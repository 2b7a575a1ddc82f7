use crm_lib::Form;
use crm_ui::{Buffer, Color, Rect, Theme, Token};

use super::form::draw_fields;
use super::{BRAND, Hits, draw_box, fg, heading_style, hint_line};
use crate::app::FormScreen;

const CARD_WIDTH: u16 = 56;
const CARD_HEIGHT: u16 = 17;

pub(super) fn draw(form: &FormScreen, buf: &mut Buffer, area: Rect, theme: &Theme, hits: &mut Hits) {
    let width = CARD_WIDTH.min(area.width);
    let height = CARD_HEIGHT.min(area.height);
    let card = Rect::new(
        area.x + (area.width - width) / 2,
        area.y + (area.height - height) / 2,
        width,
        height,
    );
    buf.fill(card, Color::token(Token::Surface), theme);
    draw_box(buf, card, None, theme);

    let inner = card.shrink(1, 3, 1, 3);
    buf.write_str(inner.x, inner.y, BRAND, fg(Token::Primary).bold(), inner.width, theme);
    buf.write_str(inner.x, inner.y + 2, form.kind.form().title(), heading_style(), inner.width, theme);
    buf.write_str(
        inner.x,
        inner.y + 3,
        "Sign in to manage your customers and pipeline.",
        fg(Token::Muted),
        inner.width,
        theme,
    );

    let (_, fields) = inner.split_top(5);
    let (fields, footer) = fields.split_top(fields.height.saturating_sub(1));
    draw_fields(form, buf, fields, 16, theme, hits);
    buf.write_line(
        footer.x,
        footer.y,
        &hint_line(&[("Enter", "sign in"), ("Space", "toggle"), ("Ctrl-Q", "quit")]),
        footer.width,
        theme,
    );
}
use crm_ui::text::{align_offset, char_width, display_width, truncate_to_width};
use crm_ui::{Color, Line, Span, Style, TextAlign, Tone};

#[test]
fn test_display_width_ascii() {
    assert_eq!(display_width("hello"), 5);
    assert_eq!(display_width(""), 0);
}

#[test]
fn test_display_width_cjk() {
    assert_eq!(display_width("日本語"), 6);
    assert_eq!(display_width("a日b"), 4);
}

#[test]
fn test_char_width() {
    assert_eq!(char_width('a'), 1);
    assert_eq!(char_width('日'), 2);
}

#[test]
fn test_truncate_fits() {
    assert_eq!(truncate_to_width("hello", 10), "hello");
    assert_eq!(truncate_to_width("hello", 5), "hello");
}

#[test]
fn test_truncate_overflow() {
    assert_eq!(truncate_to_width("hello world", 8), "hello w…");
    assert_eq!(truncate_to_width("hello", 3), "he…");
}

#[test]
fn test_truncate_edge_cases() {
    assert_eq!(truncate_to_width("hello", 1), "…");
    assert_eq!(truncate_to_width("hello", 0), "");
    assert_eq!(truncate_to_width("", 5), "");
}

#[test]
fn test_truncate_does_not_split_wide_chars() {
    // "日本語" is 6 cells; 4 cells leaves room for one wide char + ellipsis
    assert_eq!(truncate_to_width("日本語", 4), "日…");
}

#[test]
fn test_align_offset() {
    assert_eq!(align_offset(3, 10, TextAlign::Left), 0);
    assert_eq!(align_offset(3, 10, TextAlign::Right), 7);
    assert_eq!(align_offset(4, 10, TextAlign::Center), 3);
    assert_eq!(align_offset(12, 10, TextAlign::Right), 0);
}

#[test]
fn test_line_text_and_width() {
    let line = Line::raw("Priya").push(Span::raw(" Sharma"));
    assert_eq!(line.text(), "Priya Sharma");
    assert_eq!(line.width(), 12);
    assert!(!line.is_empty());
    assert!(Line::default().is_empty());
}

#[test]
fn test_badge_uses_tone_color() {
    let badge = Line::badge("Customer", Tone::Green);
    assert_eq!(badge.text(), "[Customer]");
    assert_eq!(
        badge.spans[0].style.foreground,
        Some(Color::tone(Tone::Green))
    );
}

#[test]
fn test_patch_style_keeps_span_colors() {
    let line = Line::badge("Lost", Tone::Red).patch_style(Style::new().foreground(Color::rgb(1, 2, 3)).underline());
    let style = line.spans[0].style;
    assert_eq!(style.foreground, Some(Color::tone(Tone::Red)));
    assert!(style.text_style.underline);
    assert!(style.text_style.bold);
}

#[test]
fn test_line_truncate_across_spans() {
    let line = Line::raw("Priya").push(Span::styled(" Sharma", Style::new().bold()));
    let cut = line.truncate(8);
    assert_eq!(cut.text(), "Priya S…");
    assert_eq!(cut.width(), 8);
    assert!(cut.spans.last().unwrap().style.text_style.bold);
}

#[test]
fn test_line_truncate_noop_and_zero() {
    let line = Line::raw("Pune");
    assert_eq!(line.truncate(4), line);
    assert!(line.truncate(0).is_empty());
}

○ ○ ○

Exercise requirements:
Copy out the entries exactly. Begin at the first line and end with the line that has "assert_eq!(char_width('a'), 1);".

Response to this exercise:
repository 2b7a575a1ddc82f7
use crm_lib::Form;
use crm_ui::{Buffer, Color, Rect, Theme, Token};

use super::form::draw_fields;
use super::{BRAND, Hits, draw_box, fg, heading_style, hint_line};
use crate::app::FormScreen;

const CARD_WIDTH: u16 = 56;
const CARD_HEIGHT: u16 = 17;

pub(super) fn draw(form: &FormScreen, buf: &mut Buffer, area: Rect, theme: &Theme, hits: &mut Hits) {
    let width = CARD_WIDTH.min(area.width);
    let height = CARD_HEIGHT.min(area.height);
    let card = Rect::new(
        area.x + (area.width - width) / 2,
        area.y + (area.height - height) / 2,
        width,
        height,
    );
    buf.fill(card, Color::token(Token::Surface), theme);
    draw_box(buf, card, None, theme);

    let inner = card.shrink(1, 3, 1, 3);
    buf.write_str(inner.x, inner.y, BRAND, fg(Token::Primary).bold(), inner.width, theme);
    buf.write_str(inner.x, inner.y + 2, form.kind.form().title(), heading_style(), inner.width, theme);
    buf.write_str(
        inner.x,
        inner.y + 3,
        "Sign in to manage your customers and pipeline.",
        fg(Token::Muted),
        inner.width,
        theme,
    );

    let (_, fields) = inner.split_top(5);
    let (fields, footer) = fields.split_top(fields.height.saturating_sub(1));
    draw_fields(form, buf, fields, 16, theme, hits);
    buf.write_line(
        footer.x,
        footer.y,
        &hint_line(&[("Enter", "sign in"), ("Space", "toggle"), ("Ctrl-Q", "quit")]),
        footer.width,
        theme,
    );
}
use crm_ui::text::{align_offset, char_width, display_width, truncate_to_width};
use crm_ui::{Color, Line, Span, Style, TextAlign, Tone};

#[test]
fn test_display_width_ascii() {
    assert_eq!(display_width("hello"), 5);
    assert_eq!(display_width(""), 0);
}

#[test]
fn test_display_width_cjk() {
    assert_eq!(display_width("日本語"), 6);
    assert_eq!(display_width("a日b"), 4);
}

#[test]
fn test_char_width() {
    assert_eq!(char_width('a'), 1);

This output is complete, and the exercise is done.